Recent Developments in Psychosomatic Medicine

Abstract
A review of the major developments and trends in psychosomatic medicine during the last 5 years is presented. A similar review covering the preceding 2 decades is briefly summarized and used as a frame of reference for the analysis. This survey ia largely confined to papers published in Psychosomatic Medicine. It is found that psychiatrists continue to contribute most of the relevant research, but there is increasing participation by psychologists and other scientists. One notes a shift from clinical observation to laboratory research and from retrospective psychodynamic reconstructions to phenomenological description of behavior in more or less clearly defined experimental situations.

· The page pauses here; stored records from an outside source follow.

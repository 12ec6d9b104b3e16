use serde::{Deserialize, Serialize};

#[derive(Debug, Serialize, Deserialize, Clone, Copy, PartialEq, Eq, Default)]
#[serde(rename_all = "snake_case")]
pub enum OverallQuality {
    Excellent,
    Good,
    Fair,
    Poor,
    #[default]
    #[serde(other)]
    Unknown,
}

impl OverallQuality {
    pub fn parse(value: &str) -> Self {
        match value.trim().to_ascii_lowercase().as_str() {
            "excellent" => OverallQuality::Excellent,
            "good" => OverallQuality::Good,
            "fair" | "acceptable" => OverallQuality::Fair,
            "poor" | "bad" => OverallQuality::Poor,
            _ => OverallQuality::Unknown,
        }
    }
}

#[derive(Debug, Serialize, Deserialize, Clone, Copy, PartialEq, Eq, Hash)]
#[serde(rename_all = "snake_case")]
pub enum IssueCategory {
    Count,
    Coverage,
    StepFormat,
    StepCount,
    UnknownRequirement,
    Realism,
    Redundancy,
    Other,
}

impl IssueCategory {
    pub fn parse(value: &str) -> Self {
        let normalized: String = value
            .chars()
            .filter(|c| c.is_ascii_alphanumeric())
            .collect::<String>()
            .to_ascii_lowercase();
        match normalized.as_str() {
            "count" | "testcount" => IssueCategory::Count,
            "coverage" | "missingtype" => IssueCategory::Coverage,
            "stepformat" | "format" | "orphan" => IssueCategory::StepFormat,
            "stepcount" | "steps" => IssueCategory::StepCount,
            "unknownrequirement" => IssueCategory::UnknownRequirement,
            "realism" | "unrealistic" => IssueCategory::Realism,
            "redundancy" | "duplicate" | "redundant" => IssueCategory::Redundancy,
            _ => IssueCategory::Other,
        }
    }

    /// Categories checked deterministically before the model is consulted.
    pub fn is_structural(&self) -> bool {
        matches!(
            self,
            IssueCategory::Count
                | IssueCategory::Coverage
                | IssueCategory::StepFormat
                | IssueCategory::StepCount
                | IssueCategory::UnknownRequirement
        )
    }
}

#[derive(Debug, Serialize, Deserialize, Clone, Copy, PartialEq, Eq, Default)]
#[serde(rename_all = "snake_case")]
pub enum IssueSeverity {
    Critical,
    Major,
    #[default]
    Minor,
}

impl IssueSeverity {
    pub fn parse(value: &str) -> Self {
        match value.trim().to_ascii_lowercase().as_str() {
            "critical" | "blocker" | "high" => IssueSeverity::Critical,
            "major" | "medium" => IssueSeverity::Major,
            _ => IssueSeverity::Minor,
        }
    }
}

#[derive(Debug, Serialize, Deserialize, Clone, PartialEq)]
pub struct CritiqueIssue {
    pub category: IssueCategory,
    pub severity: IssueSeverity,
    pub requirement_id: Option<String>,
    pub test_case_title: Option<String>,
    pub description: String,
}

impl CritiqueIssue {
    pub fn structural(
        category: IssueCategory,
        requirement_id: Option<&str>,
        test_case_title: Option<&str>,
        description: impl Into<String>,
    ) -> Self {
        Self {
            category,
            severity: IssueSeverity::Critical,
            requirement_id: requirement_id.map(str::to_string),
            test_case_title: test_case_title.map(str::to_string),
            description: description.into(),
        }
    }
}

#[derive(Debug, Serialize, Deserialize, Clone, PartialEq)]
pub struct CritiqueVerdict {
    pub approved: bool,
    pub overall_quality: OverallQuality,
    pub confidence_score: f32,
    pub issues_found: Vec<CritiqueIssue>,
    pub recommendation: String,
}

impl CritiqueVerdict {
    pub fn approved() -> Self {
        Self {
            approved: true,
            overall_quality: OverallQuality::Good,
            confidence_score: 1.0,
            issues_found: Vec::new(),
            recommendation: String::new(),
        }
    }

    pub fn rejected(issues: Vec<CritiqueIssue>) -> Self {
        Self {
            approved: false,
            overall_quality: OverallQuality::Poor,
            confidence_score: 1.0,
            issues_found: issues,
            recommendation: String::new(),
        }
    }

    pub fn structural_issues(&self) -> impl Iterator<Item = &CritiqueIssue> {
        self.issues_found
            .iter()
            .filter(|issue| issue.category.is_structural())
    }
}

#[cfg(test)]
mod tests {
    use super::*;

    #[test]
    fn unknown_quality_deserializes_to_unknown() {
        let quality: OverallQuality = serde_json::from_str("\"stellar\"").unwrap();
        assert_eq!(quality, OverallQuality::Unknown);
        let quality: OverallQuality = serde_json::from_str("\"good\"").unwrap();
        assert_eq!(quality, OverallQuality::Good);
    }

    #[test]
    fn category_parse_accepts_model_spellings() {
        assert_eq!(IssueCategory::parse("step_format"), IssueCategory::StepFormat);
        assert_eq!(IssueCategory::parse("Duplicate"), IssueCategory::Redundancy);
        assert_eq!(IssueCategory::parse("test count"), IssueCategory::Count);
        assert_eq!(IssueCategory::parse("tone"), IssueCategory::Other);
        assert!(IssueCategory::Count.is_structural());
        assert!(!IssueCategory::Realism.is_structural());
    }
}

Methodology has focused on experimental replication of psychological stress by a variety of means and the study of various physiological variables as presumed indicators of such stress. There has been a notable decline of theoretical speculation regarding psychological antecedents of somatic change and disease. Predictive studies of psychosomatic relationships have been undertaken in several areas. There is a new interest in the frequency, nature, and possible sociocultural determinants of psychosomatic disorders in non-Western societies. In general, psychosomatic medicine has continued to flourish as a science rather than as a clinical discipline. Sweeping generalizations regarding the nature and influence of psychological variables in the causation of bodily disease which characterized the earlier phase of psychosomatic medicine have largely been replaced by sober research design and low-level hypotheses. The assets and dangers of this shift are discussed, future trends in research interest are predicted, and promising areas of exploration suggested.